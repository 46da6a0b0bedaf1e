//! Error types for dss-deploy
//!
//! Errors carry the context an automated pipeline needs to point at the
//! culprit: the metadata field for validation failures, the logical slot for
//! collaborator failures.

use thiserror::Error;

/// Boxed error returned by collaborator generators
pub type BoxError = Box<dyn std::error::Error + Send + Sync + 'static>;

/// Main error type for composition
#[derive(Debug, Error)]
#[non_exhaustive]
pub enum Error {
    /// Metadata is missing a required field or has a field of the wrong shape
    #[error("validation error{}: {message}", field_suffix(.field))]
    Validation {
        /// Description of what's invalid
        message: String,
        /// The invalid field path (e.g., "PSP.roleRef")
        field: Option<String>,
    },

    /// A collaborator generator failed
    #[error("collaborator for slot {slot} failed: {source}")]
    Collaborator {
        /// Logical name of the slot being generated (e.g., "sset", "istio.kiali")
        slot: String,
        /// The collaborator's own error, unchanged
        #[source]
        source: BoxError,
    },

    /// Serialization/deserialization error
    #[error("serialization error: {message}")]
    Serialization {
        /// Description of what failed
        message: String,
        /// The resource kind being serialized (if known)
        kind: Option<String>,
    },

    /// Template loading or rendering error
    #[error("template error [{template}]: {message}")]
    Template {
        /// Template name or path
        template: String,
        /// Description of what failed
        message: String,
    },

    /// Filesystem error
    #[error("io error [{path}]: {source}")]
    Io {
        /// Path being read or written
        path: String,
        /// The underlying I/O error
        #[source]
        source: std::io::Error,
    },
}

fn field_suffix(field: &Option<String>) -> String {
    field.as_deref().map(|f| format!(" at {f}")).unwrap_or_default()
}

impl Error {
    /// Create a validation error with the given message
    pub fn validation(msg: impl Into<String>) -> Self {
        Self::Validation {
            message: msg.into(),
            field: None,
        }
    }

    /// Create a validation error pointing at a metadata field
    pub fn validation_for_field(field: impl Into<String>, msg: impl Into<String>) -> Self {
        Self::Validation {
            message: msg.into(),
            field: Some(field.into()),
        }
    }

    /// Tag a collaborator failure with the slot it was generating
    pub fn collaborator(slot: impl Into<String>, source: BoxError) -> Self {
        Self::Collaborator {
            slot: slot.into(),
            source,
        }
    }

    /// Create a serialization error with the given message
    pub fn serialization(msg: impl Into<String>) -> Self {
        Self::Serialization {
            message: msg.into(),
            kind: None,
        }
    }

    /// Create a serialization error for a specific resource kind
    pub fn serialization_for_kind(kind: impl Into<String>, msg: impl Into<String>) -> Self {
        Self::Serialization {
            message: msg.into(),
            kind: Some(kind.into()),
        }
    }

    /// Create a template error
    pub fn template(template: impl Into<String>, msg: impl Into<String>) -> Self {
        Self::Template {
            template: template.into(),
            message: msg.into(),
        }
    }

    /// Wrap an I/O error with the path it concerned
    pub fn io(path: impl Into<String>, source: std::io::Error) -> Self {
        Self::Io {
            path: path.into(),
            source,
        }
    }

    /// The slot name for collaborator failures
    pub fn slot(&self) -> Option<&str> {
        match self {
            Self::Collaborator { slot, .. } => Some(slot),
            _ => None,
        }
    }

    /// Whether this error was raised before any fragment was generated
    pub fn is_validation(&self) -> bool {
        matches!(self, Self::Validation { .. })
    }
}
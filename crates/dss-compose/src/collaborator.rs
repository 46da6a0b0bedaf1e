//! Collaborator generators
//!
//! Everything outside the composer's own glue resources (storage cluster,
//! gateway, backend, monitoring, mesh) comes from a collaborator: a pure
//! function of the metadata that returns a fragment or nothing. Collaborators
//! are injected through [`Collaborators`] instead of being looked up, so the
//! composer can be driven by stubs in tests and by templates in production.

use std::fmt;
use std::sync::Arc;

#[cfg(test)]
use mockall::automock;

use dss_common::BoxError;

use crate::fragment::Fragment;
use crate::metadata::Metadata;
use crate::slot::{MeshSlot, Slot};

/// A fragment generator for one slot
///
/// Implementations must be deterministic and must not depend on any other
/// collaborator's output. Returning `Ok(None)` leaves the slot absent.
#[cfg_attr(test, automock)]
pub trait Collaborator: Send + Sync {
    /// Generate this collaborator's fragment for `metadata`
    fn generate(&self, metadata: &Metadata) -> Result<Option<Fragment>, BoxError>;
}

impl<F> Collaborator for F
where
    F: Fn(&Metadata) -> Result<Option<Fragment>, BoxError> + Send + Sync,
{
    fn generate(&self, metadata: &Metadata) -> Result<Option<Fragment>, BoxError> {
        self(metadata)
    }
}

/// Shared handle to a collaborator
pub type SharedCollaborator = Arc<dyn Collaborator>;

/// Wrap a closure as a shared collaborator
///
/// Exists mostly so closure argument types are inferred.
pub fn from_fn<F>(f: F) -> SharedCollaborator
where
    F: Fn(&Metadata) -> Result<Option<Fragment>, BoxError> + Send + Sync + 'static,
{
    Arc::new(f)
}

/// Collaborator that never produces anything
#[derive(Clone, Copy, Debug, Default)]
pub struct Absent;

impl Collaborator for Absent {
    fn generate(&self, _metadata: &Metadata) -> Result<Option<Fragment>, BoxError> {
        Ok(None)
    }
}

/// Collaborators for the four mesh sub-slots
#[derive(Clone)]
pub struct MeshCollaborators {
    /// Mesh base definitions
    pub base: SharedCollaborator,
    /// Custom resource definitions
    pub crd: SharedCollaborator,
    /// Service-graph visualization
    pub kiali: SharedCollaborator,
    /// Distributed tracing
    pub tracing: SharedCollaborator,
}

impl MeshCollaborators {
    /// All four sub-collaborators absent
    pub fn absent() -> Self {
        Self {
            base: Arc::new(Absent),
            crd: Arc::new(Absent),
            kiali: Arc::new(Absent),
            tracing: Arc::new(Absent),
        }
    }

    /// The collaborator for a mesh sub-slot
    pub fn for_slot(&self, slot: MeshSlot) -> &dyn Collaborator {
        match slot {
            MeshSlot::Base => self.base.as_ref(),
            MeshSlot::Crd => self.crd.as_ref(),
            MeshSlot::Kiali => self.kiali.as_ref(),
            MeshSlot::Tracing => self.tracing.as_ref(),
        }
    }
}

/// The full set of collaborators handed to a [`Composer`](crate::Composer)
#[derive(Clone)]
pub struct Collaborators {
    /// CockroachDB storage cluster (`sset`)
    pub storage: SharedCollaborator,
    /// Auxiliary services
    pub auxiliary: SharedCollaborator,
    /// HTTP gateway
    pub gateway: SharedCollaborator,
    /// gRPC backend
    pub backend: SharedCollaborator,
    /// Prometheus metrics
    pub prometheus: SharedCollaborator,
    /// Grafana dashboards
    pub grafana: SharedCollaborator,
    /// Alertmanager alerting
    pub alertmanager: SharedCollaborator,
    /// Istio mesh overlay
    pub mesh: MeshCollaborators,
}

impl Collaborators {
    /// Every collaborator absent; override fields with struct update syntax
    pub fn absent() -> Self {
        Self {
            storage: Arc::new(Absent),
            auxiliary: Arc::new(Absent),
            gateway: Arc::new(Absent),
            backend: Arc::new(Absent),
            prometheus: Arc::new(Absent),
            grafana: Arc::new(Absent),
            alertmanager: Arc::new(Absent),
            mesh: MeshCollaborators::absent(),
        }
    }

    /// The collaborator generating a top-level slot.
    ///
    /// `None` for slots the composer builds itself (namespace, cluster
    /// metadata, binding) and for the composite `istio` slot, whose parts
    /// come from [`MeshCollaborators`].
    pub fn for_slot(&self, slot: Slot) -> Option<&dyn Collaborator> {
        let collaborator = match slot {
            Slot::StorageCluster => &self.storage,
            Slot::Auxiliary => &self.auxiliary,
            Slot::Gateway => &self.gateway,
            Slot::Backend => &self.backend,
            Slot::Prometheus => &self.prometheus,
            Slot::Grafana => &self.grafana,
            Slot::Alertmanager => &self.alertmanager,
            Slot::DefaultNamespace | Slot::ClusterMetadata | Slot::PspRoleBinding | Slot::Istio => {
                return None
            }
        };
        Some(collaborator.as_ref())
    }
}

impl fmt::Debug for MeshCollaborators {
    fn fmt(&self, f: &mut fmt::Formatter<'_>) -> fmt::Result {
        f.debug_struct("MeshCollaborators").finish_non_exhaustive()
    }
}

impl fmt::Debug for Collaborators {
    fn fmt(&self, f: &mut fmt::Formatter<'_>) -> fmt::Result {
        f.debug_struct("Collaborators")
            .field("mesh", &self.mesh)
            .finish_non_exhaustive()
    }
}

impl Default for Collaborators {
    fn default() -> Self {
        Self::absent()
    }
}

********************

> _YOUR OBJECTIVE_: Scan the data above for the string "Create" and copy each line where it appears.

> _TASK RESPONSE_:
    /// Create a validation error with the given message
    /// Create a validation error pointing at a metadata field
    /// Create a serialization error with the given message
    /// Create a serialization error for a specific resource kind
    /// Create a template error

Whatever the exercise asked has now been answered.